THE PROBLEM: Pull each line containing "sind" from the data.

[[ MATERIAL PROVIDED open ]]

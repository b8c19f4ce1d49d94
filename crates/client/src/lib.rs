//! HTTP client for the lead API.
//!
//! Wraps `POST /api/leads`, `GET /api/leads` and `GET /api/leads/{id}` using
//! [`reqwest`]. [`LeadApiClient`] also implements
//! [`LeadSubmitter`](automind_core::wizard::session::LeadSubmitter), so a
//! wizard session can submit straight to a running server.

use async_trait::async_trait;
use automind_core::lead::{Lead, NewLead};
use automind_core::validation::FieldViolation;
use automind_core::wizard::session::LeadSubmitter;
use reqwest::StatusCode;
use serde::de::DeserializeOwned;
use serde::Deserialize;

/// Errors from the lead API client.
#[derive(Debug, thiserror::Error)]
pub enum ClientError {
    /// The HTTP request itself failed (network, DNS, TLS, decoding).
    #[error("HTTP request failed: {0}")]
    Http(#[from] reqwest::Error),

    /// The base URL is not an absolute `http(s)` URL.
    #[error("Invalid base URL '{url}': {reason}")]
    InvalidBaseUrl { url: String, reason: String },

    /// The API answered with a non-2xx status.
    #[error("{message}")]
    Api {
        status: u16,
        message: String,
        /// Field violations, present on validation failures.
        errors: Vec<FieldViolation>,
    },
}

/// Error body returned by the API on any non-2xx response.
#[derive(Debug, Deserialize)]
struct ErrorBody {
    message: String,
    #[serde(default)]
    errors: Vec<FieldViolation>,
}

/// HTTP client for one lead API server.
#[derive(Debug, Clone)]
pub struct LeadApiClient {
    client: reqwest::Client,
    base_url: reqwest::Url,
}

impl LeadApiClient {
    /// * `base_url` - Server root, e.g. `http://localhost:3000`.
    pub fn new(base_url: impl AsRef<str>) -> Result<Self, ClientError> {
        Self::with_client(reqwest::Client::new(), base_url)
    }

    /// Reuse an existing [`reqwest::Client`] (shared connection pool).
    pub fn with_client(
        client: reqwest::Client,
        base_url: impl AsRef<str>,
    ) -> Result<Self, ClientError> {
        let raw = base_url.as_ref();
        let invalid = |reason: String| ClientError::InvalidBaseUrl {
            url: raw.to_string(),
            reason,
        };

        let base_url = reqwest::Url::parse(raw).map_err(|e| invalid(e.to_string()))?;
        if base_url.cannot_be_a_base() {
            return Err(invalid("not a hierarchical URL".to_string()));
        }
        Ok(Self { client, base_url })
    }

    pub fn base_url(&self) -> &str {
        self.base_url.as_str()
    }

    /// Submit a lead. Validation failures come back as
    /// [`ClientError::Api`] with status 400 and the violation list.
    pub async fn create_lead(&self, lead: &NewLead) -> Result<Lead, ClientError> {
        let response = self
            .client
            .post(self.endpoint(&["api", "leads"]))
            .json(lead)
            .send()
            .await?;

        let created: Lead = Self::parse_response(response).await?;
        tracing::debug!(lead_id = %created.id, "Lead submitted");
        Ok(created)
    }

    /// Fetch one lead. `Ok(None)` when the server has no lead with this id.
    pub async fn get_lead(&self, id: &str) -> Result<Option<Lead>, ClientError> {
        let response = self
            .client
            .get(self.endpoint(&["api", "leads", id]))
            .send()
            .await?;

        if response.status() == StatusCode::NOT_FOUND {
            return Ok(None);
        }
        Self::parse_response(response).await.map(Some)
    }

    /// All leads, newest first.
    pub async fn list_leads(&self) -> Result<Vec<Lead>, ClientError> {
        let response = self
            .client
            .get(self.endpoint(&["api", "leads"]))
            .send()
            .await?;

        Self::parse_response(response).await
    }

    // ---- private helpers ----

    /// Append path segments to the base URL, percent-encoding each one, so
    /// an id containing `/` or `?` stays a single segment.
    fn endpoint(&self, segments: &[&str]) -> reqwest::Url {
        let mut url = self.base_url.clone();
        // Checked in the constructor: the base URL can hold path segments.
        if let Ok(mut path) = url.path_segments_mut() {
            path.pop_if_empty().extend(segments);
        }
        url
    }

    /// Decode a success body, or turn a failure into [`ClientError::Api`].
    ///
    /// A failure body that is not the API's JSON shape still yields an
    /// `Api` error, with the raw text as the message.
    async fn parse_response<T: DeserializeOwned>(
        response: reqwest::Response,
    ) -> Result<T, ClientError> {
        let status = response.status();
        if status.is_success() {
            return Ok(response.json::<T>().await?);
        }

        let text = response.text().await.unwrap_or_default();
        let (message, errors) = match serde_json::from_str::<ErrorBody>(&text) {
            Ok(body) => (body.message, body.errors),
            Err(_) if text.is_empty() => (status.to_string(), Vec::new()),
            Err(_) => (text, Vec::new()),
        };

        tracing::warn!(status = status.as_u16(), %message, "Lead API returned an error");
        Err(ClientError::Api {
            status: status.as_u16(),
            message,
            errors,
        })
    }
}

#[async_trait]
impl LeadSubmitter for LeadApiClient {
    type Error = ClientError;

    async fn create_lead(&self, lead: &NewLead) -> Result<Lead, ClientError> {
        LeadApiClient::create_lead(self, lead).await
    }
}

[[ MATERIAL PROVIDED closed ]]
[[ MATERIAL PROVIDED open ]]

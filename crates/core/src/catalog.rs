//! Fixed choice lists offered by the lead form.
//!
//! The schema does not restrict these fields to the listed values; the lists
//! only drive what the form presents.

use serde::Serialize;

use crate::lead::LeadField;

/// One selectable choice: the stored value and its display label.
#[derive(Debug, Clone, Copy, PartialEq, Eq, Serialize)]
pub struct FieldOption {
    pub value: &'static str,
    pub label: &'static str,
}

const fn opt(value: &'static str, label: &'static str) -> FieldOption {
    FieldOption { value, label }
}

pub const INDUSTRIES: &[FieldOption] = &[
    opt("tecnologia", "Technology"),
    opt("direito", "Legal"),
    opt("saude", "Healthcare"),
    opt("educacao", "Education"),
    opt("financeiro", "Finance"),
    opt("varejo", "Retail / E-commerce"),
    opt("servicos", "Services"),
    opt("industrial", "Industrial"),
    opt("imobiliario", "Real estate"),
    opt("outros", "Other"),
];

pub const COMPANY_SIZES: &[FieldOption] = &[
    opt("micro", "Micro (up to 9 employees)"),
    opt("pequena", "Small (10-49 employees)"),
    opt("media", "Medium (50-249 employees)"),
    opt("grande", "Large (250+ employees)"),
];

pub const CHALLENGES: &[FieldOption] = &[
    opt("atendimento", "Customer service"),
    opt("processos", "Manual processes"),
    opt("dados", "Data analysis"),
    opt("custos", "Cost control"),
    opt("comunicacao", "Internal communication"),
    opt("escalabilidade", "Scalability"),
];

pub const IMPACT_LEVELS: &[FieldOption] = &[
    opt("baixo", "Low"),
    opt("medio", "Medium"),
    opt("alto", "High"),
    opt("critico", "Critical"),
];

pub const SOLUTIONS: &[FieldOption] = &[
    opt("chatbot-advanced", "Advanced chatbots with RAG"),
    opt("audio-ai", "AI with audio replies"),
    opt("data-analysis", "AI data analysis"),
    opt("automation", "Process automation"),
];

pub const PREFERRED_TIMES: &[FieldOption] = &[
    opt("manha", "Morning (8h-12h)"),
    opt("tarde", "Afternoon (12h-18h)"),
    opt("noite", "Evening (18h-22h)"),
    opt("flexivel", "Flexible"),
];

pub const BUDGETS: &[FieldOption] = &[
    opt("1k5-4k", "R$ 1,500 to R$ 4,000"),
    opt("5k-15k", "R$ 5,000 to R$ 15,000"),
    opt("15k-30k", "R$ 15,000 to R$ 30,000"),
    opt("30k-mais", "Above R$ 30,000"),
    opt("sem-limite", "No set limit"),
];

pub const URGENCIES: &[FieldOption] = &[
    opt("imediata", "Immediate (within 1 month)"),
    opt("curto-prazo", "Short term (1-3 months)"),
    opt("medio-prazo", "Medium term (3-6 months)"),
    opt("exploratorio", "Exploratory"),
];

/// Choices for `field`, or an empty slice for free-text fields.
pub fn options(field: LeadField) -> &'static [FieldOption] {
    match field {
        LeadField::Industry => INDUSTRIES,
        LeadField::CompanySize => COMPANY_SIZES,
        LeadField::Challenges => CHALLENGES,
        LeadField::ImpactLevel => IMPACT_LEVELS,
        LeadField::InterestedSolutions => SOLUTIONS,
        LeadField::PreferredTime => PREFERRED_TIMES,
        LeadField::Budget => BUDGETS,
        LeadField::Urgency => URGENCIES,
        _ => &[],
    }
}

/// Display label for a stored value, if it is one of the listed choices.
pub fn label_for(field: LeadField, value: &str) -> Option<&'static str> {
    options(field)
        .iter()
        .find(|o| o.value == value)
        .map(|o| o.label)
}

[[ MATERIAL PROVIDED closed ]]
[[ MATERIAL PROVIDED open ]]

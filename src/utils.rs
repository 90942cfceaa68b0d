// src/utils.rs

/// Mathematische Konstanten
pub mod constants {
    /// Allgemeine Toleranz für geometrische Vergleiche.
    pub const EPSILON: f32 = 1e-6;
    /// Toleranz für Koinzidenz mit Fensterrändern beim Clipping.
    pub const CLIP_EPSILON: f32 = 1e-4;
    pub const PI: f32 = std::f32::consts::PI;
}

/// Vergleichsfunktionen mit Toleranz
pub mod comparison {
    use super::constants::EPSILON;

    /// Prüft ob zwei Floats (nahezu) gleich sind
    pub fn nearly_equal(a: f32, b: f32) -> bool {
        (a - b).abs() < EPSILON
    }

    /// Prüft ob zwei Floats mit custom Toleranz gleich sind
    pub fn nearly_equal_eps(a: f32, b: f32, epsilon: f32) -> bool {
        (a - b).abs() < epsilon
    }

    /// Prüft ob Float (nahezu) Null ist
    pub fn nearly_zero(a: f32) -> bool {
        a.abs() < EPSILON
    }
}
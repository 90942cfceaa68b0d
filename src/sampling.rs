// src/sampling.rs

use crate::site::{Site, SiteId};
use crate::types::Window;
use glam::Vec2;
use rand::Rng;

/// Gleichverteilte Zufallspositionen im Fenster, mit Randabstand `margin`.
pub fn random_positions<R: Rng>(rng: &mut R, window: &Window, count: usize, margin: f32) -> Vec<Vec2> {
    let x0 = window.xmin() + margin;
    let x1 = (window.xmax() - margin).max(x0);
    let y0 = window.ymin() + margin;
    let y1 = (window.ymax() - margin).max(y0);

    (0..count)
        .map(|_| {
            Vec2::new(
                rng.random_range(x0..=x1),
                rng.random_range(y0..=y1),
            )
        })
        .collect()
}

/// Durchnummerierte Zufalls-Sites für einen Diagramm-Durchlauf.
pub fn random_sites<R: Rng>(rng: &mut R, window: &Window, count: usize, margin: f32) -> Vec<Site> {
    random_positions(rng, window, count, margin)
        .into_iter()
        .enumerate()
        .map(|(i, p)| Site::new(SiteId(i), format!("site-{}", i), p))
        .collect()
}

[[ MATERIAL PROVIDED closed ]]

YOUR RESPONSE:
    /// Prüft ob zwei Floats (nahezu) gleich sind
    /// Prüft ob zwei Floats mit custom Toleranz gleich sind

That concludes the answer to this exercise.